Here's a rather good survey of the idea of inertial frames in physics by Robert DiSalle, who is a Philosopher at UWO: Stanford Encyclopedia of Philosophy - Space and Time: Inertial Frames. I heard about this idea of Ludwig Lange's in a recent interview with Julian Barbour. See his 1982 paper Relational Concepts of Space and Time.

 

In this interview he doesn't get much chance to say what he means by Variety. It's better to read the above paper first, but more or less it's this: Variety is macroscopic phenomena, differentiated individuated etc. The sort of thing you need if you are setting up boundary conditions in matter or energy. Uniformity is the matter or energy itself.

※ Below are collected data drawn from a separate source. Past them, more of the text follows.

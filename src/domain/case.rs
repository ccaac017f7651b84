//! Case domain entities: cases, their audit history, and attached documents.
//!
//! Wire names are camelCase to match the original API surface consumed by
//! existing clients.

use chrono::{DateTime, Utc};
use serde::{Deserialize, Serialize};
use utoipa::ToSchema;
use uuid::Uuid;
use validator::Validate;

use super::scope::CaseOwnership;

/// Case priority levels
#[derive(Debug, Clone, Copy, PartialEq, Eq, Serialize, Deserialize, ToSchema)]
#[serde(rename_all = "UPPERCASE")]
pub enum CasePriority {
    Low,
    Medium,
    High,
    Urgent,
}

impl std::fmt::Display for CasePriority {
    fn fmt(&self, f: &mut std::fmt::Formatter<'_>) -> std::fmt::Result {
        let s = match self {
            CasePriority::Low => "LOW",
            CasePriority::Medium => "MEDIUM",
            CasePriority::High => "HIGH",
            CasePriority::Urgent => "URGENT",
        };
        write!(f, "{}", s)
    }
}

impl From<&str> for CasePriority {
    fn from(s: &str) -> Self {
        match s {
            "LOW" => CasePriority::Low,
            "HIGH" => CasePriority::High,
            "URGENT" => CasePriority::Urgent,
            _ => CasePriority::Medium,
        }
    }
}

/// Case domain entity
#[derive(Debug, Clone, Serialize, ToSchema)]
#[serde(rename_all = "camelCase")]
pub struct Case {
    pub id: Uuid,
    pub title: String,
    pub description: String,
    pub case_type_id: Uuid,
    pub client_id: Uuid,
    pub created_by_id: Uuid,
    #[serde(skip_serializing_if = "Option::is_none")]
    pub assigned_to_id: Option<Uuid>,
    pub location: String,
    pub priority: CasePriority,
    /// Free-form status, set to OPEN at creation. No transition graph is
    /// enforced; see DESIGN.md.
    pub status: String,
    pub symptoms: String,
    pub required_assistance: String,
    #[serde(skip_serializing_if = "Option::is_none")]
    pub medical_history: Option<String>,
    #[serde(skip_serializing_if = "Option::is_none")]
    pub current_medications: Option<String>,
    pub created_at: DateTime<Utc>,
    pub updated_at: DateTime<Utc>,
}

impl Case {
    /// The ownership fields the access scoper evaluates
    pub fn ownership(&self) -> CaseOwnership {
        CaseOwnership {
            client_id: self.client_id,
            created_by_id: self.created_by_id,
            assigned_to_id: self.assigned_to_id,
        }
    }
}

/// Append-only audit entry attached to a case
#[derive(Debug, Clone, Serialize, ToSchema)]
#[serde(rename_all = "camelCase")]
pub struct CaseHistoryEntry {
    pub id: Uuid,
    pub case_id: Uuid,
    pub user_id: Uuid,
    pub action: String,
    pub description: String,
    pub created_at: DateTime<Utc>,
}

/// Document metadata attached to a case; the blob lives in the upload store
#[derive(Debug, Clone, Serialize, ToSchema)]
#[serde(rename_all = "camelCase")]
pub struct Document {
    pub id: Uuid,
    pub case_id: Uuid,
    pub name: String,
    #[serde(rename = "type")]
    pub doc_type: String,
    #[serde(skip_serializing_if = "Option::is_none")]
    pub description: Option<String>,
    pub url: String,
    pub uploaded_by_id: Uuid,
    pub uploaded_at: DateTime<Utc>,
}

/// Reference data: a configurable category of case
#[derive(Debug, Clone, Serialize, ToSchema)]
#[serde(rename_all = "camelCase")]
pub struct CaseType {
    pub id: Uuid,
    pub name: String,
    pub description: String,
    #[serde(skip_serializing)]
    pub is_active: bool,
}

// =============================================================================
// Requests
// =============================================================================

/// Case creation request
#[derive(Debug, Clone, Deserialize, Validate, ToSchema)]
#[serde(rename_all = "camelCase")]
pub struct CreateCaseRequest {
    pub case_type_id: Uuid,
    pub client_id: Uuid,
    #[validate(length(min = 5, max = 100, message = "Title must be 5-100 characters"))]
    pub title: String,
    #[validate(length(min = 3, max = 100, message = "Location must be 3-100 characters"))]
    pub location: String,
    pub priority: CasePriority,
    #[validate(length(min = 10, max = 2000, message = "Description must be 10-2000 characters"))]
    pub description: String,
    #[validate(length(min = 10, max = 2000, message = "Symptoms must be 10-2000 characters"))]
    pub symptoms: String,
    #[validate(length(
        min = 10,
        max = 2000,
        message = "Required assistance must be 10-2000 characters"
    ))]
    pub required_assistance: String,
    #[validate(length(max = 2000, message = "Medical history must not exceed 2000 characters"))]
    pub medical_history: Option<String>,
    #[validate(length(
        max = 2000,
        message = "Current medications must not exceed 2000 characters"
    ))]
    pub current_medications: Option<String>,
    pub assigned_to_id: Option<Uuid>,
}

/// Document metadata submitted after the blob has been uploaded
#[derive(Debug, Clone, Deserialize, Validate, ToSchema)]
#[serde(rename_all = "camelCase")]
pub struct CreateDocumentRequest {
    #[validate(length(min = 1, message = "Name is required"))]
    pub name: String,
    #[serde(rename = "type")]
    #[validate(length(min = 1, message = "Type is required"))]
    pub doc_type: String,
    pub description: Option<String>,
    #[validate(length(min = 1, message = "Url is required"))]
    pub url: String,
}

/// Optional list filters, combined with the caller's scope
#[derive(Debug, Clone, Default, Deserialize)]
pub struct CaseFilters {
    pub status: Option<String>,
    pub priority: Option<CasePriority>,
    /// Case-insensitive match against title, description, or location
    pub search: Option<String>,
}

// =============================================================================
// Responses
// =============================================================================

/// Short form of a case type embedded in case responses
#[derive(Debug, Clone, Serialize, ToSchema)]
#[serde(rename_all = "camelCase")]
pub struct CaseTypeSummary {
    pub id: Uuid,
    pub name: String,
    pub description: String,
}

/// Short form of a client profile embedded in case responses
#[derive(Debug, Clone, Serialize, ToSchema)]
#[serde(rename_all = "camelCase")]
pub struct ClientSummary {
    pub id: Uuid,
    pub company_name: String,
    pub contact_person: String,
}

/// Name/email pair identifying a user in embedded responses
#[derive(Debug, Clone, Serialize, ToSchema)]
#[serde(rename_all = "camelCase")]
pub struct UserSummary {
    pub id: Uuid,
    pub name: String,
    #[serde(skip_serializing_if = "Option::is_none")]
    pub email: Option<String>,
}

/// Assigned employee with their user's display name
#[derive(Debug, Clone, Serialize, ToSchema)]
#[serde(rename_all = "camelCase")]
pub struct AssigneeSummary {
    pub id: Uuid,
    pub department: String,
    pub position: String,
    #[serde(skip_serializing_if = "Option::is_none")]
    pub user: Option<UserSummary>,
}

/// List item: a case with its related reference records
#[derive(Debug, Clone, Serialize, ToSchema)]
#[serde(rename_all = "camelCase")]
pub struct CaseListItem {
    #[serde(flatten)]
    pub case: Case,
    pub case_type: Option<CaseTypeSummary>,
    pub client: Option<ClientSummary>,
    pub created_by: Option<UserSummary>,
    #[serde(skip_serializing_if = "Option::is_none")]
    pub assigned_to: Option<AssigneeSummary>,
}

/// History entry with its actor, newest first in responses
#[derive(Debug, Clone, Serialize, ToSchema)]
#[serde(rename_all = "camelCase")]
pub struct CaseHistoryView {
    #[serde(flatten)]
    pub entry: CaseHistoryEntry,
    pub user: Option<UserSummary>,
}

/// Document with its uploader
#[derive(Debug, Clone, Serialize, ToSchema)]
#[serde(rename_all = "camelCase")]
pub struct DocumentView {
    #[serde(flatten)]
    pub document: Document,
    pub uploaded_by: Option<UserSummary>,
}

/// Full case detail: nested reference data, history and documents
#[derive(Debug, Clone, Serialize, ToSchema)]
#[serde(rename_all = "camelCase")]
pub struct CaseDetail {
    #[serde(flatten)]
    pub case: Case,
    pub case_type: Option<CaseTypeSummary>,
    pub client: Option<ClientSummary>,
    pub created_by: Option<UserSummary>,
    #[serde(skip_serializing_if = "Option::is_none")]
    pub assigned_to: Option<AssigneeSummary>,
    /// Ordered by created_at descending
    pub history: Vec<CaseHistoryView>,
    /// Ordered by uploaded_at descending
    pub documents: Vec<DocumentView>,
}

43:42 Here is Barbour's scale-invariant dimensionless quantity he calls Complexity, described entirely in terms of the relative distances between points. The first one neglects masses. The second is close to Newton's gravitational potential multiplied by the size of the system. See Nerdearla - Entrevista con Ken Thompson for a similar-sounding model of space travel that he and Dennis Ritchie programmed in the sixties.

1:15:50 On thermodynamics and the Second Law, see Jade on Ising Models.

See Julian Barbour's home page: http://www.platonia.com.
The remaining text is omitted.